# New challenger bank offering deposit rate of 6.2%



## Brendan Burgess (5 Mar 2019)

*'Crypto Challenger Bank' Offers Bitcoin Interest Account--And Has Great Rates*
_
Bitcoin is out to (eventually) replace your bank account and that's just got more likely with the launch of two bitcoin and ethereum accounts that pay a whopping 6.2% interest on deposits.


There is a catch though—that interest will be paid in either bitcoin or ethereum's ether, depending on the account deposits, making this account most appealing to those who want to accumulate as much bitcoin and ethereum as possible.
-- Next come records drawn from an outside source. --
use k8s_openapi::serde_json::json;
use std::time::Duration;

use crate::testing::{Exchange, fake_cluster, list, mock_client};

use super::*;

#[tokio::test]
async fn list_namespaces_keeps_server_order_test() {
    let (client, server) = fake_cluster(vec![Exchange::json(
        "/api/v1/namespaces",
        list(
            "NamespaceList",
            vec![
                json!({ "metadata": { "name": "kube-system" } }),
                json!({ "metadata": { "name": "default" } }),
            ],
        ),
    )]);

    let names = list_namespaces(client, Duration::from_secs(5)).await.unwrap();
    server.await.unwrap();

    assert_eq!(vec!["kube-system", "default"], names);
}

#[tokio::test]
async fn list_namespaces_times_out_test() {
    let (client, _handle) = mock_client();

    let result = list_namespaces(client, Duration::from_millis(20)).await;

    assert!(matches!(result, Err(ClusterError::Timeout(_))));
    assert_eq!("request timed out after 20ms", result.unwrap_err().to_string());
}
use k8s_openapi::api::apps::v1::Deployment;
use serde::Serialize;

/// Status summary of the `deployment` kubernetes resource.
#[derive(Debug, Clone, PartialEq, Serialize)]
#[serde(rename_all = "camelCase")]
pub struct DeploymentSummary {
    pub ready_replicas: i32,
    pub replicas: i32,
    pub updated: i32,
    pub available: i32,
}

impl From<&Deployment> for DeploymentSummary {
    fn from(deployment: &Deployment) -> Self {
        let status = deployment.status.as_ref();
        Self {
            ready_replicas: status.and_then(|s| s.ready_replicas).unwrap_or_default(),
            replicas: deployment.spec.as_ref().and_then(|s| s.replicas).unwrap_or_default(),
            updated: status.and_then(|s| s.updated_replicas).unwrap_or_default(),
            available: status.and_then(|s| s.available_replicas).unwrap_or_default(),
        }
    }
}
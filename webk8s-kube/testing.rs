//! In-process fake Kubernetes API server for tests.

use http::{Request, Response, StatusCode};
use k8s_openapi::serde_json::{Value, json, to_vec};
use kube::Client;
use kube::client::Body;
use tokio::task::JoinHandle;

pub type MockHandle = tower_test::mock::Handle<Request<Body>, Response<Body>>;

/// Single expected request together with the response that should be sent back.
pub struct Exchange {
    path: String,
    queries: Vec<String>,
    status: StatusCode,
    body: Vec<u8>,
}

impl Exchange {
    /// Responds with `200 OK` and the JSON `body`.
    pub fn json(path: &str, body: Value) -> Self {
        Self {
            path: path.to_owned(),
            queries: Vec::new(),
            status: StatusCode::OK,
            body: to_vec(&body).unwrap_or_default(),
        }
    }

    /// Responds with `200 OK` and the raw text `body`.
    pub fn text(path: &str, body: &str) -> Self {
        Self {
            path: path.to_owned(),
            queries: Vec::new(),
            status: StatusCode::OK,
            body: body.as_bytes().to_vec(),
        }
    }

    /// Responds with Kubernetes `Status` object describing failure.
    pub fn failure(path: &str, status: StatusCode, reason: &str, message: &str) -> Self {
        let body = json!({
            "kind": "Status",
            "apiVersion": "v1",
            "metadata": {},
            "status": "Failure",
            "message": message,
            "reason": reason,
            "code": status.as_u16(),
        });

        Self {
            path: path.to_owned(),
            queries: Vec::new(),
            status,
            body: to_vec(&body).unwrap_or_default(),
        }
    }

    /// Responds with `404 Not Found` for the resource `name`.
    pub fn not_found(path: &str, resource: &str, name: &str) -> Self {
        Self::failure(
            path,
            StatusCode::NOT_FOUND,
            "NotFound",
            &format!("{resource} \"{name}\" not found"),
        )
    }

    /// Requires request query to contain the `fragment`.
    pub fn with_query(mut self, fragment: &str) -> Self {
        self.queries.push(fragment.to_owned());
        self
    }
}

/// Returns list object in the shape returned by the Kubernetes API.
pub fn list(kind: &str, items: Vec<Value>) -> Value {
    json!({
        "apiVersion": "v1",
        "kind": kind,
        "metadata": { "resourceVersion": "1" },
        "items": items,
    })
}

/// Creates new [`Client`] backed by a mock service.
pub fn mock_client() -> (Client, MockHandle) {
    let (service, handle) = tower_test::mock::pair::<Request<Body>, Response<Body>>();
    (Client::new(service, "default"), handle)
}

/// Creates new [`Client`] that answers the `exchanges` in order, asserting the request paths.
pub fn fake_cluster(exchanges: Vec<Exchange>) -> (Client, JoinHandle<()>) {
    let (client, mut handle) = mock_client();
    let server = tokio::spawn(async move {
        for exchange in exchanges {
            let (request, send) = handle.next_request().await.expect("expected request was not sent");
            assert_eq!(exchange.path, request.uri().path());
            let actual = request.uri().query().unwrap_or_default();
            for query in &exchange.queries {
                assert!(actual.contains(query.as_str()), "query '{actual}' does not contain '{query}'");
            }

            let response = Response::builder()
                .status(exchange.status)
                .body(Body::from(exchange.body))
                .expect("valid response");
            send.send_response(response);
        }
    });

    (client, server)
}
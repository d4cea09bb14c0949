use axum::Router;
use axum::routing::get;
use kube::Client;
use std::net::SocketAddr;
use std::sync::Arc;
use tokio::net::TcpListener;
use tower_http::services::{ServeDir, ServeFile};
use tower_http::trace::TraceLayer;
use tracing::info;
use webk8s_config::Config;
use webk8s_kube::{ClusterClientProvider, ClusterError};

pub use self::errors::ApiError;

mod errors;
mod handlers;
mod logs;
mod params;

#[cfg(test)]
#[path = "./server.tests.rs"]
mod server_tests;

/// State shared by all request handlers.
#[derive(Clone)]
pub struct AppState {
    provider: Arc<ClusterClientProvider>,
    config: Arc<Config>,
}

impl AppState {
    /// Creates new [`AppState`] instance.
    pub fn new(provider: Arc<ClusterClientProvider>, config: Config) -> Self {
        Self {
            provider,
            config: Arc::new(config),
        }
    }

    pub fn config(&self) -> &Config {
        &self.config
    }

    /// Returns primary kubernetes client.
    pub async fn client(&self) -> Result<Client, ClusterError> {
        Ok(self.provider.client().await?)
    }

    /// Returns kubernetes client for the metrics API group.
    pub async fn metrics_client(&self) -> Result<Client, ClusterError> {
        Ok(self.provider.handle().await?.metrics_client())
    }

    /// Returns kubernetes client for follow log feeds.
    pub async fn logs_client(&self) -> Result<Client, ClusterError> {
        Ok(self.provider.handle().await?.logs_client())
    }
}

/// Builds application router with API endpoints and the dashboard UI files.
pub fn router(state: AppState) -> Router {
    let assets = state.config.server.assets.clone();

    Router::new()
        .route("/api/namespaces", get(handlers::namespaces))
        .route("/api/resources/types", get(handlers::resource_types))
        .route("/api/resources", get(handlers::resources))
        .route("/api/pod", get(handlers::pod))
        .route("/api/pod/containers", get(handlers::pod_containers))
        .route("/api/pod/events", get(handlers::pod_events))
        .route("/api/pod/metrics", get(handlers::pod_metrics))
        .route("/api/node", get(handlers::node))
        .route("/api/node/metrics", get(handlers::node_metrics))
        .route("/api/service", get(handlers::service))
        .route("/api/configmap", get(handlers::config_map))
        .route("/api/logs/stream", get(logs::stream))
        .route_service("/", ServeFile::new(assets.join("index.html")))
        .route_service("/logs.html", ServeFile::new(assets.join("logs.html")))
        .nest_service("/assets", ServeDir::new(assets.join("assets")))
        .layer(TraceLayer::new_for_http())
        .with_state(state)
}

/// Binds the listener and serves requests until the server fails.
pub async fn serve(state: AppState) -> anyhow::Result<()> {
    let address = SocketAddr::new(state.config.server.address, state.config.server.port);
    let listener = TcpListener::bind(address).await?;
    info!("serving dashboard on http://{}", address);

    axum::serve(listener, router(state)).await?;

    Ok(())
}
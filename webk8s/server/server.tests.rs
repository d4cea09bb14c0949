use axum::body::Body;
use axum::http::{Request, Response, StatusCode};
use http_body_util::BodyExt;
use k8s_openapi::serde_json::{Value, from_slice, json, to_vec};
use rstest::rstest;
use tokio::task::JoinHandle;
use tower::ServiceExt;

use super::*;

type KubeRequest = Request<kube::client::Body>;
type KubeResponse = Response<kube::client::Body>;

/// Returns router backed by a fake cluster that answers `responses` in order, asserting request paths.
fn app(responses: Vec<(&'static str, StatusCode, Value)>) -> (Router, JoinHandle<()>) {
    let (service, mut handle) = tower_test::mock::pair::<KubeRequest, KubeResponse>();
    let server = tokio::spawn(async move {
        for (path, status, body) in responses {
            let (request, send) = handle.next_request().await.expect("expected request was not sent");
            assert_eq!(path, request.uri().path());
            let response = Response::builder()
                .status(status)
                .body(kube::client::Body::from(to_vec(&body).unwrap()))
                .unwrap();
            send.send_response(response);
        }
    });

    let provider = ClusterClientProvider::with_client(Client::new(service, "default"));
    let state = AppState::new(Arc::new(provider), Config::default());

    (router(state), server)
}

fn not_found(resource: &str, name: &str) -> Value {
    json!({
        "kind": "Status",
        "apiVersion": "v1",
        "metadata": {},
        "status": "Failure",
        "message": format!("{resource} \"{name}\" not found"),
        "reason": "NotFound",
        "code": 404,
    })
}

async fn get(router: Router, uri: &str) -> (StatusCode, Vec<u8>) {
    let request = Request::builder().uri(uri).body(Body::empty()).unwrap();
    let response = router.oneshot(request).await.unwrap();
    let status = response.status();
    let body = response.into_body().collect().await.unwrap().to_bytes().to_vec();

    (status, body)
}

async fn get_json(router: Router, uri: &str) -> (StatusCode, Value) {
    let (status, body) = get(router, uri).await;
    (status, from_slice(&body).unwrap())
}

#[tokio::test]
async fn resource_types_test() {
    let (router, _) = app(vec![]);

    let (status, body) = get_json(router, "/api/resources/types").await;

    assert_eq!(StatusCode::OK, status);
    let kinds = body.as_array().unwrap();
    assert_eq!(11, kinds.len());
    assert_eq!(json!({ "key": "pods", "label": "Pods" }), kinds[0]);
    assert_eq!(json!({ "key": "services", "label": "Services" }), kinds[10]);
}

#[rstest]
#[case("/api/resources?namespace=default", "type parameter is required")]
#[case("/api/resources?namespace=default&type=widgets", "unsupported resource type: widgets")]
#[case("/api/resources?type=pods", "namespace parameter is required")]
#[case("/api/resources?namespace=&type=deployments", "namespace parameter is required")]
#[case("/api/pod?namespace=default", "namespace and pod parameters are required")]
#[case("/api/pod/events?pod=web", "namespace and pod parameters are required")]
#[case("/api/pod?namespace=default&pod=..%2Fsecrets", "invalid pod name")]
#[case("/api/node", "node parameter is required")]
#[case("/api/service?namespace=default", "namespace and service parameters are required")]
#[case("/api/configmap?configmap=settings", "namespace and configmap parameters are required")]
#[case("/api/pod/metrics?pod=web", "namespace and pod parameters are required")]
#[tokio::test]
async fn bad_request_test(#[case] uri: &str, #[case] message: &str) {
    let (router, _) = app(vec![]);

    let (status, body) = get_json(router, uri).await;

    assert_eq!(StatusCode::BAD_REQUEST, status);
    assert_eq!(json!({ "error": message }), body);
}

#[tokio::test]
async fn nodes_do_not_require_namespace_test() {
    let (router, server) = app(vec![(
        "/api/v1/nodes",
        StatusCode::OK,
        json!({ "apiVersion": "v1", "kind": "NodeList", "metadata": {}, "items": [] }),
    )]);

    let (status, body) = get_json(router, "/api/resources?type=Nodes").await;
    server.await.unwrap();

    assert_eq!(StatusCode::OK, status);
    assert_eq!(json!([]), body);
}

#[tokio::test]
async fn pods_are_listed_test() {
    let (router, server) = app(vec![(
        "/api/v1/namespaces/shop/pods",
        StatusCode::OK,
        json!({
            "apiVersion": "v1",
            "kind": "PodList",
            "metadata": {},
            "items": [{
                "metadata": { "name": "web", "namespace": "shop", "creationTimestamp": "2024-01-02T03:04:05Z" },
                "spec": { "containers": [{ "name": "app" }] },
                "status": { "phase": "Pending" },
            }],
        }),
    )]);

    let (status, body) = get_json(router, "/api/resources?namespace=shop&type=pods").await;
    server.await.unwrap();

    assert_eq!(StatusCode::OK, status);
    assert_eq!(
        json!([{
            "name": "web",
            "namespace": "shop",
            "creationTimestamp": "2024-01-02T03:04:05Z",
            "labels": {},
            "status": { "phase": "Pending", "ready": "0/1", "restarts": 0, "nodeName": "", "reason": "" },
        }]),
        body
    );
}

#[tokio::test]
async fn missing_pod_is_server_error_test() {
    let (router, server) = app(vec![(
        "/api/v1/namespaces/shop/pods/ghost",
        StatusCode::NOT_FOUND,
        not_found("pods", "ghost"),
    )]);

    let (status, body) = get_json(router, "/api/pod?namespace=shop&pod=ghost").await;
    server.await.unwrap();

    assert_eq!(StatusCode::INTERNAL_SERVER_ERROR, status);
    assert!(body["error"].as_str().unwrap().contains("pods \"ghost\" not found"));
}

#[tokio::test]
async fn pod_metrics_unavailable_test() {
    let (router, server) = app(vec![(
        "/apis/metrics.k8s.io/v1beta1/namespaces/shop/pods/web",
        StatusCode::NOT_FOUND,
        not_found("pods.metrics.k8s.io", "web"),
    )]);

    let (status, body) = get_json(router, "/api/pod/metrics?namespace=shop&pod=web").await;
    server.await.unwrap();

    assert_eq!(StatusCode::OK, status);
    assert_eq!(json!(false), body["available"]);
    assert!(!body["message"].as_str().unwrap().is_empty());
}

#[tokio::test]
async fn node_metrics_available_test() {
    let metrics = json!({
        "kind": "NodeMetrics",
        "apiVersion": "metrics.k8s.io/v1beta1",
        "metadata": { "name": "node-1" },
        "usage": { "cpu": "250m", "memory": "1Gi" },
    });
    let (router, server) = app(vec![(
        "/apis/metrics.k8s.io/v1beta1/nodes/node-1",
        StatusCode::OK,
        metrics.clone(),
    )]);

    let (status, body) = get_json(router, "/api/node/metrics?node=node-1").await;
    server.await.unwrap();

    assert_eq!(StatusCode::OK, status);
    assert_eq!(metrics, body);
}

#[tokio::test]
async fn logs_missing_parameters_test() {
    let (router, _) = app(vec![]);

    let (status, body) = get(router, "/api/logs/stream?namespace=shop").await;
    let body = String::from_utf8(body).unwrap();

    assert_eq!(StatusCode::OK, status);
    assert!(body.contains("event: message\n"));
    assert!(body.contains("data: ERROR: namespace and pod parameters are required\n"));
}

#[tokio::test]
async fn logs_unknown_container_test() {
    let (router, server) = app(vec![(
        "/api/v1/namespaces/shop/pods/web",
        StatusCode::OK,
        json!({ "metadata": { "name": "web", "namespace": "shop" }, "spec": { "containers": [{ "name": "app" }] } }),
    )]);

    let (status, body) = get(router, "/api/logs/stream?namespace=shop&pod=web&container=db").await;
    server.await.unwrap();
    let body = String::from_utf8(body).unwrap();

    assert_eq!(StatusCode::OK, status);
    assert_eq!(1, body.matches("ERROR").count());
    assert!(body.contains("data: ERROR: Container 'db' not found in pod\n"));
}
The bitcoin and ethereum interest accounts have been launched today by crypto lending platform BlockFi following a private beta in January that saw them attract over $10 million in deposits from retail, corporate, and institutional crypto investors.
_
A very interesting business model. They will be offering loans at 4.5% interest "against bitcoin, ethereum and litecoin."


----------



## NoRegretsCoyote (5 Mar 2019)

Has a lender ever enforced a crypto currency contract in an Irish courtroom?


----------



## Brendan Burgess (5 Mar 2019)

I bet you a Satoshi that they haven't. 

Brendan


----------



## NoRegretsCoyote (6 Mar 2019)

Bitcoin displays the volatility of the exchange rate of a currency of a very small, banana-producing island.
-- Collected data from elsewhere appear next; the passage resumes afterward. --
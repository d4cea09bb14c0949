use k8s_openapi::api::batch::v1::CronJob;
use serde::Serialize;

use crate::utils::format_time;

/// Status summary of the `cronjob` kubernetes resource.
#[derive(Debug, Clone, PartialEq, Serialize)]
#[serde(rename_all = "camelCase")]
pub struct CronJobSummary {
    pub schedule: String,
    pub suspend: String,
    pub active_jobs: usize,
    pub last_schedule_at: String,
}

impl From<&CronJob> for CronJobSummary {
    fn from(cron_job: &CronJob) -> Self {
        let spec = cron_job.spec.as_ref();
        let status = cron_job.status.as_ref();
        Self {
            schedule: spec.map(|s| s.schedule.clone()).unwrap_or_default(),
            suspend: spec.and_then(|s| s.suspend).unwrap_or_default().to_string(),
            active_jobs: status.and_then(|s| s.active.as_ref()).map(Vec::len).unwrap_or_default(),
            last_schedule_at: format_time(status.and_then(|s| s.last_schedule_time.as_ref())),
        }
    }
}
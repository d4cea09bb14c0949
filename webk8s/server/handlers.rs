use axum::Json;
use axum::extract::{Query, State};
use k8s_openapi::api::core::v1::Event;
use webk8s_kube::details::{self, ConfigMapDetail, NodeDetail, PodContainers, PodDetail, ServiceDetail};
use webk8s_kube::metrics::{self, MetricsSample};
use webk8s_kube::resources::list_kind;
use webk8s_kube::{RESOURCE_KINDS, ResourceKind, ResourceRow, list_namespaces};

use super::params::{ConfigMapQuery, NodeQuery, PodQuery, ResourcesQuery, ServiceQuery, required, valid_name};
use super::{ApiError, AppState};

pub async fn namespaces(State(state): State<AppState>) -> Result<Json<Vec<String>>, ApiError> {
    let client = state.client().await?;
    let timeout = state.config().cluster.namespaces_timeout();

    Ok(Json(list_namespaces(client, timeout).await?))
}

pub async fn resource_types() -> Json<&'static [ResourceKind]> {
    Json(&RESOURCE_KINDS)
}

/// Lists resources of the requested type.\
/// **Note** that namespace is required for every kind except nodes.
pub async fn resources(
    State(state): State<AppState>,
    Query(query): Query<ResourcesQuery>,
) -> Result<Json<Vec<ResourceRow>>, ApiError> {
    let kind = required(&query.kind, "type")?.parse::<ResourceKind>()?;
    let namespace = if kind.is_namespaced() {
        valid_name(required(&query.namespace, "namespace")?, "namespace")?
    } else {
        ""
    };

    let client = state.client().await?;
    Ok(Json(list_kind(client, namespace, kind).await?))
}

pub async fn pod(State(state): State<AppState>, Query(query): Query<PodQuery>) -> Result<Json<PodDetail>, ApiError> {
    let (namespace, pod) = query.validate()?;
    let client = state.client().await?;

    Ok(Json(details::pod_detail(client, namespace, pod).await?))
}

pub async fn pod_containers(
    State(state): State<AppState>,
    Query(query): Query<PodQuery>,
) -> Result<Json<PodContainers>, ApiError> {
    let (namespace, pod) = query.validate()?;
    let client = state.client().await?;

    Ok(Json(details::pod_containers(client, namespace, pod).await?))
}

pub async fn pod_events(
    State(state): State<AppState>,
    Query(query): Query<PodQuery>,
) -> Result<Json<Vec<Event>>, ApiError> {
    let (namespace, pod) = query.validate()?;
    let client = state.client().await?;

    Ok(Json(details::pod_events(client, namespace, pod).await?))
}

pub async fn pod_metrics(
    State(state): State<AppState>,
    Query(query): Query<PodQuery>,
) -> Result<Json<MetricsSample>, ApiError> {
    let (namespace, pod) = query.validate()?;
    let client = state.metrics_client().await?;

    Ok(Json(metrics::pod_metrics(client, namespace, pod).await))
}

pub async fn node(State(state): State<AppState>, Query(query): Query<NodeQuery>) -> Result<Json<NodeDetail>, ApiError> {
    let node = query.validate()?;
    let client = state.client().await?;

    Ok(Json(details::node_detail(client, node).await?))
}

pub async fn node_metrics(
    State(state): State<AppState>,
    Query(query): Query<NodeQuery>,
) -> Result<Json<MetricsSample>, ApiError> {
    let node = query.validate()?;
    let client = state.metrics_client().await?;

    Ok(Json(metrics::node_metrics(client, node).await))
}

pub async fn service(
    State(state): State<AppState>,
    Query(query): Query<ServiceQuery>,
) -> Result<Json<ServiceDetail>, ApiError> {
    let (namespace, service) = query.validate()?;
    let client = state.client().await?;

    Ok(Json(details::service_detail(client, namespace, service).await?))
}

pub async fn config_map(
    State(state): State<AppState>,
    Query(query): Query<ConfigMapQuery>,
) -> Result<Json<ConfigMapDetail>, ApiError> {
    let (namespace, config_map) = query.validate()?;
    let client = state.client().await?;

    Ok(Json(details::config_map_detail(client, namespace, config_map).await?))
}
You would want to pay me a lot more than 6% to compensate me for the risk of loss of value and/or fraud.


----------



## EmmDee (6 Mar 2019)

Brendan Burgess said:


> *'Crypto Challenger Bank' Offers Bitcoin Interest Account--And Has Great Rates*
> _
> Bitcoin is out to (eventually) replace your bank account and that's just got more likely with the launch of two bitcoin and ethereum accounts that pay a whopping 6.2% interest on deposits.
> 
> ...



It's just banking - with a 1.7% spread on assets vs liabilities. The only problem is that (a) no reserves if some of the borrowers fail to repay and no insurance scheme so your exposure is to the "bank" and (b) you carry the Fx risk back to your base currency.

I bet there some great rates on ZWD


----------



## tecate (8 Mar 2019)

NoRegretsCoyote said:


> Has a lender ever enforced a crypto currency contract in an Irish courtroom?


Once jurisdictions (including Ireland) get their fingers out and achieve complete legislative and regulatory clarity, then this won't be a problem.  Not to do that (or be the last to do that) stymies innovation.  The Swiss (of course) get that - and within weeks of bringing about regulatory clarity there, they've achieved Europe's first tokenised property deal.


NoRegretsCoyote said:


> Bitcoin displays the volatility of the exchange rate of a currency of a very small, banana-producing island.
> You would want to pay me a lot more than 6% to compensate me for the risk of loss of value and/or fraud.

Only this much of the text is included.